Most experts contend that the tendency to be fat is inherited. But, says Dr. Theodore Van Itallie, co-director of the Obesity Research Center of St. Luke’s/ Roosevelt Hospital Center in Manhattan, “Obesity results from a combination of genetics and environment. You have to eat a lot to get fat.”
The obese body contains more fat cells- living sacs that make up the fatty flesh-than does the never-obese body. A 400-pound person may have four times more fat cells than does a normal-weight person. And the fat cells are bigger.

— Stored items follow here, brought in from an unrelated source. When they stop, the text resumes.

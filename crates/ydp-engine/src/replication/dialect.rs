//! SQL dialects for replica targets
//!
//! Every value is bound as text (or NULL) and converted in SQL with a typed
//! cast, so one binding path serves all column types on both products.
//!
//! Parameter order per statement:
//! - `upsert`: every column in table order
//! - `delete`: key columns
//! - `insert_version`: every column, then the opening batch
//! - `close_version`: the closing batch, then key columns
//! - `select_watermark`: view name
//! - `upsert_watermark`: view name, batch

use ydp_common::model::{Column, DataType};

use super::target::{TableSpec, WriteMode, BATCH_IN_COLUMN, BATCH_OUT_COLUMN};

/// Watermark table present in every target database
pub const WATERMARK_TABLE: &str = "ydp_replication_watermarks";

/// `ydp_batch_out` of a current version
pub const OPEN_VERSION: i64 = i64::MAX;

pub trait SqlDialect: Send + Sync {
    fn name(&self) -> &'static str;

    fn quote(&self, ident: &str) -> String;

    fn native_type(&self, data_type: &DataType) -> String;

    /// 1-based parameter marker
    fn placeholder(&self, index: usize) -> String;

    /// Parameter converted from its text binding to `data_type`
    fn typed_placeholder(&self, index: usize, data_type: &DataType) -> String {
        format!("CAST({} AS {})", self.placeholder(index), self.native_type(data_type))
    }

    fn batch_placeholder(&self, index: usize) -> String {
        self.typed_placeholder(index, &DataType::BigInt)
    }

    /// Expression reading `column` back as text
    fn text_cast(&self, column: &str) -> String;

    fn create_table(&self, table: &TableSpec) -> String;

    fn upsert(&self, table: &TableSpec) -> String;

    fn watermark_ddl(&self) -> String;

    /// Watermark read that locks the row for the rest of the transaction
    fn select_watermark_for_update(&self) -> String;

    fn upsert_watermark(&self) -> String;

    fn select_watermark(&self) -> String {
        format!(
            "SELECT batch_seq FROM {} WHERE view_name = {}",
            WATERMARK_TABLE,
            self.placeholder(1)
        )
    }

    fn delete(&self, table: &TableSpec) -> String {
        format!(
            "DELETE FROM {} WHERE {}",
            self.quote(&table.name),
            key_predicate(self, table, 1)
        )
    }

    fn insert_version(&self, table: &TableSpec) -> String {
        let names: Vec<String> = table
            .columns
            .iter()
            .map(|c| self.quote(&c.name))
            .chain([self.quote(BATCH_IN_COLUMN), self.quote(BATCH_OUT_COLUMN)])
            .collect();
        let values: Vec<String> = typed_values(self, &table.columns, 1)
            .into_iter()
            .chain([
                self.batch_placeholder(table.columns.len() + 1),
                OPEN_VERSION.to_string(),
            ])
            .collect();
        format!(
            "INSERT INTO {} ({}) VALUES ({})",
            self.quote(&table.name),
            names.join(", "),
            values.join(", ")
        )
    }

    fn close_version(&self, table: &TableSpec) -> String {
        format!(
            "UPDATE {} SET {} = {} WHERE {} AND {} = {}",
            self.quote(&table.name),
            self.quote(BATCH_OUT_COLUMN),
            self.batch_placeholder(1),
            key_predicate(self, table, 2),
            self.quote(BATCH_OUT_COLUMN),
            OPEN_VERSION
        )
    }

    fn select_text(&self, table: &str, columns: &[String]) -> String {
        let projection: Vec<String> = columns
            .iter()
            .map(|c| format!("{} AS {}", self.text_cast(&self.quote(c)), self.quote(c)))
            .collect();
        format!("SELECT {} FROM {}", projection.join(", "), self.quote(table))
    }

    fn delete_all(&self, table: &str) -> String {
        format!("DELETE FROM {}", self.quote(table))
    }
}

fn typed_values<D: SqlDialect + ?Sized>(dialect: &D, columns: &[Column], first: usize) -> Vec<String> {
    columns
        .iter()
        .enumerate()
        .map(|(i, c)| dialect.typed_placeholder(first + i, &c.data_type))
        .collect()
}

fn key_predicate<D: SqlDialect + ?Sized>(dialect: &D, table: &TableSpec, first: usize) -> String {
    table
        .keys()
        .enumerate()
        .map(|(i, c)| {
            format!(
                "{} = {}",
                dialect.quote(&c.name),
                dialect.typed_placeholder(first + i, &c.data_type)
            )
        })
        .collect::<Vec<_>>()
        .join(" AND ")
}

fn column_defs<D: SqlDialect + ?Sized>(dialect: &D, table: &TableSpec) -> Vec<String> {
    let mut defs: Vec<String> = table
        .columns
        .iter()
        .map(|c| {
            let null = if c.accepts_null() { "NULL" } else { "NOT NULL" };
            format!("{} {} {}", dialect.quote(&c.name), dialect.native_type(&c.data_type), null)
        })
        .collect();

    let mut key: Vec<String> = table.keys().map(|c| dialect.quote(&c.name)).collect();
    if table.mode == WriteMode::AppendVersioned {
        defs.push(format!("{} BIGINT NOT NULL", dialect.quote(BATCH_IN_COLUMN)));
        defs.push(format!("{} BIGINT NOT NULL", dialect.quote(BATCH_OUT_COLUMN)));
        key.push(dialect.quote(BATCH_IN_COLUMN));
    }
    defs.push(format!("PRIMARY KEY ({})", key.join(", ")));
    defs
}

// ============================================================================
// PostgreSQL
// ============================================================================

#[derive(Debug, Clone, Copy, Default)]
pub struct PostgresDialect;

impl SqlDialect for PostgresDialect {
    fn name(&self) -> &'static str {
        "PostgreSQL"
    }

    fn quote(&self, ident: &str) -> String {
        format!("\"{}\"", ident.replace('"', "\"\""))
    }

    fn native_type(&self, data_type: &DataType) -> String {
        match data_type {
            DataType::VarChar { length } => format!("VARCHAR({})", length),
            DataType::Char { length } => format!("CHAR({})", length),
            DataType::Text => "TEXT".to_string(),
            DataType::Integer => "INTEGER".to_string(),
            DataType::BigInt => "BIGINT".to_string(),
            DataType::Decimal { precision, scale } => format!("NUMERIC({},{})", precision, scale),
            DataType::Double => "DOUBLE PRECISION".to_string(),
            DataType::Boolean => "BOOLEAN".to_string(),
            DataType::Date => "DATE".to_string(),
            DataType::Timestamp => "TIMESTAMP".to_string(),
        }
    }

    fn placeholder(&self, index: usize) -> String {
        format!("${}", index)
    }

    fn text_cast(&self, column: &str) -> String {
        format!("CAST({} AS TEXT)", column)
    }

    fn create_table(&self, table: &TableSpec) -> String {
        format!(
            "CREATE TABLE IF NOT EXISTS {} ({})",
            self.quote(&table.name),
            column_defs(self, table).join(", ")
        )
    }

    fn upsert(&self, table: &TableSpec) -> String {
        let names: Vec<String> = table.columns.iter().map(|c| self.quote(&c.name)).collect();
        let keys: Vec<String> = table.keys().map(|c| self.quote(&c.name)).collect();
        let updates: Vec<String> = table
            .non_keys()
            .map(|c| format!("{0} = EXCLUDED.{0}", self.quote(&c.name)))
            .collect();
        let action = if updates.is_empty() {
            "DO NOTHING".to_string()
        } else {
            format!("DO UPDATE SET {}", updates.join(", "))
        };
        format!(
            "INSERT INTO {} ({}) VALUES ({}) ON CONFLICT ({}) {}",
            self.quote(&table.name),
            names.join(", "),
            typed_values(self, &table.columns, 1).join(", "),
            keys.join(", "),
            action
        )
    }

    fn watermark_ddl(&self) -> String {
        format!(
            "CREATE TABLE IF NOT EXISTS {} (view_name TEXT PRIMARY KEY, batch_seq BIGINT NOT NULL, updated_at TIMESTAMPTZ NOT NULL DEFAULT NOW())",
            WATERMARK_TABLE
        )
    }

    fn select_watermark_for_update(&self) -> String {
        format!("{} FOR UPDATE", self.select_watermark())
    }

    fn upsert_watermark(&self) -> String {
        format!(
            "INSERT INTO {0} (view_name, batch_seq, updated_at) VALUES ($1, {1}, NOW()) \
             ON CONFLICT (view_name) DO UPDATE \
             SET batch_seq = GREATEST({0}.batch_seq, EXCLUDED.batch_seq), updated_at = NOW()",
            WATERMARK_TABLE,
            self.batch_placeholder(2)
        )
    }
}

// ============================================================================
// SQL Server
// ============================================================================

#[derive(Debug, Clone, Copy, Default)]
pub struct SqlServerDialect;

impl SqlDialect for SqlServerDialect {
    fn name(&self) -> &'static str {
        "SQL Server"
    }

    fn quote(&self, ident: &str) -> String {
        format!("[{}]", ident.replace(']', "]]"))
    }

    fn native_type(&self, data_type: &DataType) -> String {
        match data_type {
            DataType::VarChar { length } if *length <= 4000 => format!("NVARCHAR({})", length),
            DataType::VarChar { .. } | DataType::Text => "NVARCHAR(MAX)".to_string(),
            DataType::Char { length } => format!("NCHAR({})", length),
            DataType::Integer => "INT".to_string(),
            DataType::BigInt => "BIGINT".to_string(),
            DataType::Decimal { precision, scale } => format!("DECIMAL({},{})", precision, scale),
            DataType::Double => "FLOAT".to_string(),
            DataType::Boolean => "BIT".to_string(),
            DataType::Date => "DATE".to_string(),
            DataType::Timestamp => "DATETIME2".to_string(),
        }
    }

    fn placeholder(&self, index: usize) -> String {
        format!("@P{}", index)
    }

    fn text_cast(&self, column: &str) -> String {
        format!("CAST({} AS NVARCHAR(MAX))", column)
    }

    fn create_table(&self, table: &TableSpec) -> String {
        format!(
            "IF OBJECT_ID(N'{0}', N'U') IS NULL CREATE TABLE {1} ({2})",
            table.name.replace('\'', "''"),
            self.quote(&table.name),
            column_defs(self, table).join(", ")
        )
    }

    fn upsert(&self, table: &TableSpec) -> String {
        let source: Vec<String> = table
            .columns
            .iter()
            .enumerate()
            .map(|(i, c)| {
                format!(
                    "{} AS {}",
                    self.typed_placeholder(i + 1, &c.data_type),
                    self.quote(&c.name)
                )
            })
            .collect();
        let on: Vec<String> = table
            .keys()
            .map(|c| format!("target.{0} = source.{0}", self.quote(&c.name)))
            .collect();
        let updates: Vec<String> = table
            .non_keys()
            .map(|c| format!("target.{0} = source.{0}", self.quote(&c.name)))
            .collect();
        let names: Vec<String> = table.columns.iter().map(|c| self.quote(&c.name)).collect();
        let inserts: Vec<String> = table
            .columns
            .iter()
            .map(|c| format!("source.{}", self.quote(&c.name)))
            .collect();

        let matched = if updates.is_empty() {
            String::new()
        } else {
            format!(" WHEN MATCHED THEN UPDATE SET {}", updates.join(", "))
        };
        format!(
            "MERGE {} WITH (HOLDLOCK) AS target USING (SELECT {}) AS source ON ({}){} \
             WHEN NOT MATCHED THEN INSERT ({}) VALUES ({});",
            self.quote(&table.name),
            source.join(", "),
            on.join(" AND "),
            matched,
            names.join(", "),
            inserts.join(", ")
        )
    }

    fn watermark_ddl(&self) -> String {
        format!(
            "IF OBJECT_ID(N'{0}', N'U') IS NULL CREATE TABLE {0} (view_name NVARCHAR(400) NOT NULL PRIMARY KEY, batch_seq BIGINT NOT NULL, updated_at DATETIME2 NOT NULL DEFAULT SYSUTCDATETIME())",
            WATERMARK_TABLE
        )
    }

    fn select_watermark_for_update(&self) -> String {
        format!(
            "SELECT batch_seq FROM {} WITH (UPDLOCK, HOLDLOCK) WHERE view_name = @P1",
            WATERMARK_TABLE
        )
    }

    fn upsert_watermark(&self) -> String {
        format!(
            "MERGE {0} WITH (HOLDLOCK) AS target \
             USING (SELECT @P1 AS view_name, {1} AS batch_seq) AS source \
             ON (target.view_name = source.view_name) \
             WHEN MATCHED AND target.batch_seq < source.batch_seq THEN \
             UPDATE SET batch_seq = source.batch_seq, updated_at = SYSUTCDATETIME() \
             WHEN NOT MATCHED THEN INSERT (view_name, batch_seq) VALUES (source.view_name, source.batch_seq);",
            WATERMARK_TABLE,
            self.batch_placeholder(2)
        )
    }
}

#[cfg(test)]
mod tests {
    use super::*;
    use ydp_common::model::{Column, Schema};

    fn customers(mode: WriteMode) -> TableSpec {
        TableSpec::new(
            "yellowlive_store1_customers",
            &Schema::new(vec![
                Column::key("id", DataType::VarChar { length: 20 }),
                Column::new("email", DataType::VarChar { length: 100 }),
                Column::new("dob", DataType::Date).not_null(),
            ]),
            mode,
        )
    }

    #[test]
    fn test_postgres_upsert() {
        let sql = PostgresDialect.upsert(&customers(WriteMode::Upsert));
        assert!(sql.starts_with("INSERT INTO \"yellowlive_store1_customers\" (\"id\", \"email\", \"dob\")"));
        assert!(sql.contains("CAST($3 AS DATE)"));
        assert!(sql.contains("ON CONFLICT (\"id\") DO UPDATE SET \"email\" = EXCLUDED.\"email\""));
    }

    #[test]
    fn test_sqlserver_merge_upsert() {
        let sql = SqlServerDialect.upsert(&customers(WriteMode::Upsert));
        assert!(sql.starts_with("MERGE [yellowlive_store1_customers] WITH (HOLDLOCK)"));
        assert!(sql.contains("CAST(@P1 AS NVARCHAR(20)) AS [id]"));
        assert!(sql.contains("WHEN MATCHED THEN UPDATE SET target.[email] = source.[email]"));
        assert!(sql.ends_with(';'));
    }

    #[test]
    fn test_key_only_table_never_updates() {
        let table = TableSpec::new(
            "tags",
            &Schema::new(vec![Column::key("tag", DataType::Text)]),
            WriteMode::Upsert,
        );
        assert!(PostgresDialect.upsert(&table).ends_with("DO NOTHING"));
        assert!(!SqlServerDialect.upsert(&table).contains("WHEN MATCHED"));
    }

    #[test]
    fn test_versioned_table_layout() {
        let table = customers(WriteMode::AppendVersioned);
        let ddl = PostgresDialect.create_table(&table);
        assert!(ddl.contains("\"ydp_batch_in\" BIGINT NOT NULL"));
        assert!(ddl.contains("PRIMARY KEY (\"id\", \"ydp_batch_in\")"));
        assert!(ddl.contains("\"dob\" DATE NOT NULL"));

        let insert = PostgresDialect.insert_version(&table);
        assert!(insert.contains("CAST($4 AS BIGINT), 9223372036854775807"));

        let close = SqlServerDialect.close_version(&table);
        assert_eq!(
            close,
            "UPDATE [yellowlive_store1_customers] SET [ydp_batch_out] = CAST(@P1 AS BIGINT) \
             WHERE [id] = CAST(@P2 AS NVARCHAR(20)) AND [ydp_batch_out] = 9223372036854775807"
        );
    }

    #[test]
    fn test_quoting() {
        assert_eq!(PostgresDialect.quote("a\"b"), "\"a\"\"b\"");
        assert_eq!(SqlServerDialect.quote("a]b"), "[a]]b]");
    }
}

If you lose weight with any method, the fat cells block winning. It seems to work this way: As the obese person gains weight, the number of fat cells increases. That occurs because the specialized fat cells increase with the excess calories that the fat person consumes. When the fat cell reaches a certain diameter, the cell divides. Now the fat person not only has more pounds, he or she also has more cells.
When the morbidly fat person tries to lose weight, the fat cells become starved for more nutrition. When they shrink to a particular size, they do not die. Instead, they send chemical signals to the appetite centers in the brain. Those chemical semaphores tell the brain, “Eat! Eat! Eat!” And the weight-gaining process starts all over again. Scientists are avidly searching for chemicals that will block the “eat” signals.